Records from a dataset:
----

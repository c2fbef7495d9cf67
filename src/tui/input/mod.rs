mod common;
mod confirm;
mod navigate;
mod overlay;
mod search;

use crossterm::event::{KeyCode, KeyEvent, KeyModifiers};

use super::app::{App, Mode};

// Import all submodule functions into this module's namespace
// so that submodules can access cross-module functions via `use super::*;`
#[allow(unused_imports)]
use common::*;
#[allow(unused_imports)]
use confirm::*;
#[allow(unused_imports)]
use navigate::*;
#[allow(unused_imports)]
use overlay::*;
#[allow(unused_imports)]
use search::*;

/// Handle a key event. Modals take precedence over the list: the
/// confirmation dialog, then the detail pane, then the QR modal.
pub fn handle_key(app: &mut App, key: KeyEvent) {
    // Ignore bare modifier key presses (Shift, Ctrl, Alt, etc.)
    if matches!(key.code, KeyCode::Modifier(_)) {
        return;
    }

    // Quit: Ctrl+Q, from anywhere
    if key.modifiers.contains(KeyModifiers::CONTROL) && matches!(key.code, KeyCode::Char('q')) {
        app.should_quit = true;
        return;
    }

    // Any key dismisses what is on the status row
    app.screen.clear_notifications();

    if app.show_help {
        handle_help(app, key);
        return;
    }

    let key = normalize_key(key);
    if app.screen.confirm().is_active() {
        handle_confirm(app, key);
    } else if app.screen.detail().is_some() {
        handle_detail(app, key);
    } else if app.screen.qr().is_open() {
        handle_qr(app, key);
    } else {
        match app.mode {
            Mode::Navigate => handle_navigate(app, key),
            Mode::Search => handle_search(app, key),
        }
    }
}

#[cfg(test)]
mod tests {
    use super::*;
    use crate::inbox::{ConfirmState, Effect, Phase};
    use crate::model::Decision;
    use crate::tui::render::test_helpers::{app_with_items, item};

    fn press(app: &mut App, code: KeyCode) {
        handle_key(app, KeyEvent::new(code, KeyModifiers::NONE));
    }

    fn type_str(app: &mut App, text: &str) {
        for c in text.chars() {
            press(app, KeyCode::Char(c));
        }
    }

    #[test]
    fn approve_with_remark_queues_submit() {
        let mut app = app_with_items(vec![item(1, "Leave"), item(2, "Laptop")]);
        press(&mut app, KeyCode::Char('j'));
        press(&mut app, KeyCode::Char('a'));
        assert!(app.screen.confirm().is_open());
        type_str(&mut app, "fine by me");
        press(&mut app, KeyCode::Enter);

        match app.outbox.as_slice() {
            [Effect::SubmitDecision {
                approval_request_id,
                payload,
            }] => {
                assert_eq!(*approval_request_id, 2);
                assert_eq!(payload.remark, "fine by me");
                assert_eq!(payload.status, Decision::Approved);
            }
            other => panic!("unexpected outbox {:?}", other),
        }
        assert_eq!(app.screen.phase(), Phase::ActionPending);
    }

    #[test]
    fn keys_in_remark_are_text_not_commands() {
        let mut app = app_with_items(vec![item(1, "Leave")]);
        press(&mut app, KeyCode::Char('x'));
        type_str(&mut app, "jqa/");
        assert_eq!(app.screen.confirm().pending().unwrap().remark, "jqa/");
        assert!(!app.screen.qr().is_open());
        assert_eq!(app.mode, Mode::Navigate);
    }

    #[test]
    fn empty_remark_enter_stays_open() {
        let mut app = app_with_items(vec![item(1, "Leave")]);
        press(&mut app, KeyCode::Char('x'));
        press(&mut app, KeyCode::Enter);
        assert!(app.outbox.is_empty());
        assert!(app.screen.confirm().validation_error().is_some());
    }

    #[test]
    fn esc_cancels_and_tab_switches() {
        let mut app = app_with_items(vec![item(1, "Leave")]);
        press(&mut app, KeyCode::Char('n'));
        assert_eq!(
            app.screen.confirm().pending().unwrap().decision,
            Decision::Approved
        );
        press(&mut app, KeyCode::Tab);
        assert_eq!(
            app.screen.confirm().pending().unwrap().decision,
            Decision::Rejected
        );
        press(&mut app, KeyCode::Esc);
        assert_eq!(app.screen.confirm().state(), &ConfirmState::Closed);
        assert!(app.outbox.is_empty());
    }

    #[test]
    fn qr_and_detail_queue_fetches() {
        let mut app = app_with_items(vec![item(1, "Leave")]);
        press(&mut app, KeyCode::Char('q'));
        assert_eq!(app.outbox, vec![Effect::FetchQr { flow_id: 10 }]);
        press(&mut app, KeyCode::Esc);
        assert!(!app.screen.qr().is_open());

        app.outbox.clear();
        press(&mut app, KeyCode::Enter);
        assert_eq!(
            app.outbox,
            vec![Effect::FetchDetail {
                approval_request_id: 1
            }]
        );
        press(&mut app, KeyCode::Esc);
        assert!(app.screen.detail().is_none());
    }

    #[test]
    fn search_filters_and_esc_restores() {
        let mut app = app_with_items(vec![item(1, "Leave"), item(2, "Laptop")]);
        press(&mut app, KeyCode::Char('/'));
        assert_eq!(app.mode, Mode::Search);
        type_str(&mut app, "lap");
        press(&mut app, KeyCode::Enter);
        assert_eq!(app.mode, Mode::Navigate);
        assert_eq!(app.last_search.as_deref(), Some("lap"));
        assert_eq!(app.visible_items().len(), 1);
        // Actions target the filtered row
        press(&mut app, KeyCode::Char('a'));
        assert_eq!(
            app.screen.confirm().pending().unwrap().approval_request_id(),
            2
        );
        press(&mut app, KeyCode::Esc);
        press(&mut app, KeyCode::Esc);
        assert!(app.last_search.is_none());
        assert_eq!(app.visible_items().len(), 2);
    }

    #[test]
    fn refresh_and_quit() {
        let mut app = app_with_items(vec![item(1, "Leave")]);
        press(&mut app, KeyCode::Char('r'));
        assert!(matches!(app.outbox.as_slice(), [Effect::FetchInbox(_)]));
        handle_key(
            &mut app,
            KeyEvent::new(KeyCode::Char('q'), KeyModifiers::CONTROL),
        );
        assert!(app.should_quit);
    }

    #[test]
    fn help_toggles() {
        let mut app = app_with_items(vec![]);
        press(&mut app, KeyCode::Char('?'));
        assert!(app.show_help);
        press(&mut app, KeyCode::Char('a'));
        assert!(!app.show_help);
        assert!(!app.screen.confirm().is_active());
    }
}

----

* _Your instructions_
Set aside each line above that includes the string "status" and report it.

* _Response area_
    // Any key dismisses what is on the status row
                assert_eq!(payload.status, Decision::Approved);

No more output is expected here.